■ Work required
Work out how many lines in the data below include "rejected", then reply with that number only.

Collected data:
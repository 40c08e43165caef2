pub mod action;
pub mod decision;
pub mod store;

pub use action::{ActionProcessor, ActionResponse, ResponseStatus};
pub use decision::DecisionEngine;
pub use store::{PolicySnapshot, ThresholdInfo, ThresholdStore};
use serde::Serialize;
use std::sync::Arc;
use tokio::sync::watch;
use tracing::{info, warn};

use crate::domain::{Policy, RiskBand, ThresholdConfig, ThresholdUpdate, ThresholdValues};
use crate::error::InvalidThresholdError;
use crate::rules::RuleChain;

/// Everything a decision reads from shared state, captured at one instant.
///
/// Snapshots are never mutated. Updates build a new snapshot and swap it in,
/// so a reader holding an `Arc<PolicySnapshot>` always sees a consistent
/// threshold pair, band layout and rule chain.
#[derive(Debug, Clone)]
pub struct PolicySnapshot {
    /// Thresholds and risk bands
    pub config: ThresholdConfig,

    /// Business-rule overlay built from the policy's rule parameters
    pub rules: RuleChain,

    /// Version of the policy the snapshot came from
    pub policy_version: String,

    /// Bumped on every accepted change, starting at 1
    pub revision: u64,
}

impl PolicySnapshot {
    /// Build a snapshot from a policy, validating its thresholds.
    pub fn from_policy(policy: &Policy, revision: u64) -> Result<Self, InvalidThresholdError> {
        let config = ThresholdConfig::new(
            policy.thresholds.allow,
            policy.thresholds.block,
            policy.risk_levels.clone(),
        )?;

        Ok(PolicySnapshot {
            config,
            rules: RuleChain::from_params(&policy.rule_params),
            policy_version: policy.version.clone(),
            revision,
        })
    }
}

impl Default for PolicySnapshot {
    fn default() -> Self {
        PolicySnapshot {
            config: ThresholdConfig::default(),
            rules: RuleChain::default(),
            policy_version: Policy::builtin().version,
            revision: 1,
        }
    }
}

/// Read-only view of the current thresholds, as reported to callers.
#[derive(Debug, Clone, PartialEq, Serialize)]
pub struct ThresholdInfo {
    pub thresholds: ThresholdValues,
    pub risk_levels: Vec<RiskBand>,
    pub policy_version: String,
    pub revision: u64,
}

impl From<&PolicySnapshot> for ThresholdInfo {
    fn from(snapshot: &PolicySnapshot) -> Self {
        ThresholdInfo {
            thresholds: ThresholdValues {
                allow: snapshot.config.allow_max,
                block: snapshot.config.block_min,
            },
            risk_levels: snapshot.config.bands.clone(),
            policy_version: snapshot.policy_version.clone(),
            revision: snapshot.revision,
        }
    }
}

/// Shared, atomically swapped threshold state.
///
/// Backed by a watch channel: readers clone the current `Arc`, writers
/// validate and replace it inside a single `send_if_modified` call so
/// concurrent updates serialize and never interleave.
#[derive(Debug)]
pub struct ThresholdStore {
    tx: watch::Sender<Arc<PolicySnapshot>>,
}

impl ThresholdStore {
    pub fn new(snapshot: PolicySnapshot) -> Self {
        let (tx, _rx) = watch::channel(Arc::new(snapshot));
        ThresholdStore { tx }
    }

    /// Store seeded from a policy.
    pub fn from_policy(policy: &Policy) -> Result<Self, InvalidThresholdError> {
        Ok(ThresholdStore::new(PolicySnapshot::from_policy(policy, 1)?))
    }

    /// Current snapshot.
    pub fn snapshot(&self) -> Arc<PolicySnapshot> {
        self.tx.borrow().clone()
    }

    /// Receiver notified on every accepted change.
    pub fn subscribe(&self) -> watch::Receiver<Arc<PolicySnapshot>> {
        self.tx.subscribe()
    }

    /// Apply a partial threshold update, all or nothing.
    ///
    /// An empty update is accepted without creating a new revision.
    pub fn update_thresholds(
        &self,
        update: &ThresholdUpdate,
    ) -> Result<Arc<PolicySnapshot>, InvalidThresholdError> {
        let mut outcome = None;

        self.tx.send_if_modified(|current| {
            if update.is_empty() {
                outcome = Some(Ok(Arc::clone(current)));
                return false;
            }

            match current.config.apply(update) {
                Ok(config) => {
                    info!(
                        old_allow = current.config.allow_max,
                        old_block = current.config.block_min,
                        new_allow = config.allow_max,
                        new_block = config.block_min,
                        revision = current.revision + 1,
                        "Thresholds updated"
                    );
                    let next = Arc::new(PolicySnapshot {
                        config,
                        rules: current.rules.clone(),
                        policy_version: current.policy_version.clone(),
                        revision: current.revision + 1,
                    });
                    *current = Arc::clone(&next);
                    outcome = Some(Ok(next));
                    true
                }
                Err(e) => {
                    warn!(
                        allow = ?update.allow,
                        block = ?update.block,
                        error = %e,
                        "Threshold update rejected"
                    );
                    outcome = Some(Err(e));
                    false
                }
            }
        });

        outcome.unwrap_or_else(|| Ok(self.snapshot()))
    }

    /// Install a freshly loaded policy, replacing thresholds, bands and rules.
    pub fn install_policy(
        &self,
        policy: &Policy,
    ) -> Result<Arc<PolicySnapshot>, InvalidThresholdError> {
        let mut outcome = None;

        self.tx.send_if_modified(|current| {
            match PolicySnapshot::from_policy(policy, current.revision + 1) {
                Ok(snapshot) => {
                    info!(
                        old_version = %current.policy_version,
                        new_version = %snapshot.policy_version,
                        revision = snapshot.revision,
                        "Policy installed"
                    );
                    let next = Arc::new(snapshot);
                    *current = Arc::clone(&next);
                    outcome = Some(Ok(next));
                    true
                }
                Err(e) => {
                    outcome = Some(Err(e));
                    false
                }
            }
        });

        outcome.unwrap_or_else(|| Ok(self.snapshot()))
    }
}

impl Default for ThresholdStore {
    fn default() -> Self {
        ThresholdStore::new(PolicySnapshot::default())
    }
}
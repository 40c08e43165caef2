//! Prediction pipeline: validate, preprocess, score, decide, respond.

pub mod result;

pub use result::{ErrorResult, FailSafeResponse, FailureKind, FraudResult, ModelInfo, Prediction};

use chrono::Utc;
use serde_json::Value;
use std::sync::Arc;
use tracing::{debug, error, info, warn};

use crate::domain::{ThresholdUpdate, Transaction, TransactionId};
use crate::engine::{ActionProcessor, DecisionEngine, PolicySnapshot, ThresholdStore};
use crate::error::{InternalError, InvalidThresholdError, ValidationError};
use crate::observability::{MetricsRegistry, TimingGuard};
use crate::scoring::{ModelFile, Preprocessor, Scorer};

/// Drives the collaborators and the decision core for each transaction.
///
/// Internal failures never escape: they become a fail-safe BLOCK result.
/// Only payload validation errors are returned to the caller.
#[derive(Debug, Clone)]
pub struct Orchestrator {
    preprocessor: Arc<dyn Preprocessor>,
    scorer: Arc<dyn Scorer>,
    engine: DecisionEngine,
    processor: ActionProcessor,
    metrics: Arc<MetricsRegistry>,
}

impl Orchestrator {
    pub fn new(
        preprocessor: Arc<dyn Preprocessor>,
        scorer: Arc<dyn Scorer>,
        engine: DecisionEngine,
    ) -> Self {
        Orchestrator {
            preprocessor,
            scorer,
            engine,
            processor: ActionProcessor::new(),
            metrics: Arc::new(MetricsRegistry::new()),
        }
    }

    /// Orchestrator using the bundled preprocessor and linear scorer.
    pub fn from_model(model: ModelFile, store: Arc<ThresholdStore>) -> Self {
        let (preprocessor, scorer) = model.into_parts();
        Orchestrator::new(
            Arc::new(preprocessor),
            Arc::new(scorer),
            DecisionEngine::new(store),
        )
    }

    /// Record into a shared registry instead of a private one.
    pub fn with_metrics(mut self, metrics: Arc<MetricsRegistry>) -> Self {
        self.metrics = metrics;
        self
    }

    pub fn engine(&self) -> &DecisionEngine {
        &self.engine
    }

    pub fn metrics(&self) -> &Arc<MetricsRegistry> {
        &self.metrics
    }

    /// Predict on an untyped payload.
    ///
    /// Fails only when the payload is invalid. Every later failure is
    /// reported as a [`Prediction::Failed`] that blocks the transaction.
    pub fn predict_fraud(&self, payload: &Value) -> Result<Prediction, ValidationError> {
        let tx = match Transaction::from_json(payload) {
            Ok(tx) => tx,
            Err(e) => {
                self.metrics.record_validation_error();
                warn!(
                    transaction_id = %payload_id(payload),
                    error = %e,
                    "Transaction rejected"
                );
                return Err(e);
            }
        };

        Ok(self.predict(&tx))
    }

    /// Predict on a validated transaction.
    pub fn predict(&self, tx: &Transaction) -> Prediction {
        let _timer = TimingGuard::new(&self.metrics);

        match self.run(tx) {
            Ok(result) => {
                self.metrics
                    .record_decision(result.fraud_detection.action);
                self.metrics
                    .record_rule_triggers(&result.fraud_detection.evidence);
                info!(
                    transaction_id = %tx.transaction_id,
                    action = %result.action_response.action,
                    "Fraud detection completed"
                );
                Prediction::Completed(result)
            }
            Err(e) => {
                self.metrics.record_internal_error();
                error!(
                    transaction_id = %tx.transaction_id,
                    error = %e,
                    "Fraud detection failed, blocking"
                );
                Prediction::Failed(ErrorResult::new(
                    tx.transaction_id.clone(),
                    FailureKind::Error,
                    e.to_string(),
                ))
            }
        }
    }

    fn run(&self, tx: &Transaction) -> Result<FraudResult, InternalError> {
        let features = self
            .preprocessor
            .transform(tx)
            .map_err(InternalError::Preprocess)?;

        let raw = self
            .scorer
            .score(&features)
            .map_err(InternalError::Scoring)?;
        if !raw.is_finite() {
            return Err(InternalError::NonFiniteScore(raw));
        }

        let score = raw.clamp(0.0, 1.0);
        if score != raw {
            debug!(transaction_id = %tx.transaction_id, raw, score, "Score clamped");
        }

        let decision = self.engine.make_decision(score, Some(tx))?;
        let action_response = self.processor.process_action(&decision);

        Ok(FraudResult {
            transaction_id: tx.transaction_id.clone(),
            fraud_detection: decision,
            action_response,
            processing_timestamp: Utc::now(),
        })
    }

    /// Predict on each payload independently, preserving order.
    ///
    /// Items without a `transaction_id` get `BATCH_0001`, `BATCH_0002`, ...
    /// by position. An invalid item yields a failed prediction in its slot.
    pub fn batch_predict(&self, items: Vec<Value>) -> Vec<Prediction> {
        self.metrics.record_batch(items.len());

        items
            .into_iter()
            .enumerate()
            .map(|(index, mut item)| {
                let fallback_id = batch_id(index);
                if let Some(map) = item.as_object_mut() {
                    let has_id = map.get("transaction_id").is_some_and(|v| !v.is_null());
                    if !has_id {
                        map.insert("transaction_id".to_string(), Value::String(fallback_id.clone()));
                    }
                }

                match self.predict_fraud(&item) {
                    Ok(prediction) => prediction,
                    Err(e) => {
                        let id = item
                            .get("transaction_id")
                            .and_then(Value::as_str)
                            .map(TransactionId::new)
                            .unwrap_or_else(|| TransactionId::new(fallback_id));
                        Prediction::Failed(ErrorResult::new(id, FailureKind::ValidationError, e.to_string()))
                    }
                }
            })
            .collect()
    }

    /// Apply a partial threshold update, all or nothing.
    pub fn update_thresholds(
        &self,
        update: &ThresholdUpdate,
    ) -> Result<Arc<PolicySnapshot>, InvalidThresholdError> {
        let result = self.engine.update_thresholds(update);
        self.metrics.record_threshold_update(result.is_ok());
        result
    }

    /// Describe the collaborators and the current thresholds.
    pub fn model_info(&self) -> ModelInfo {
        let feature_names = self.preprocessor.feature_names();

        ModelInfo {
            status: "loaded".to_string(),
            scorer: self.scorer.describe(),
            features: feature_names.len(),
            feature_names,
            thresholds: self.engine.get_threshold_info(),
        }
    }

    /// A well-formed demo transaction.
    pub fn sample_transaction(&self) -> Transaction {
        Transaction::sample()
    }
}

fn batch_id(index: usize) -> String {
    format!("BATCH_{:04}", index + 1)
}

fn payload_id(payload: &Value) -> &str {
    payload
        .get("transaction_id")
        .and_then(Value::as_str)
        .unwrap_or("unknown")
}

■ Solution for this exercise
2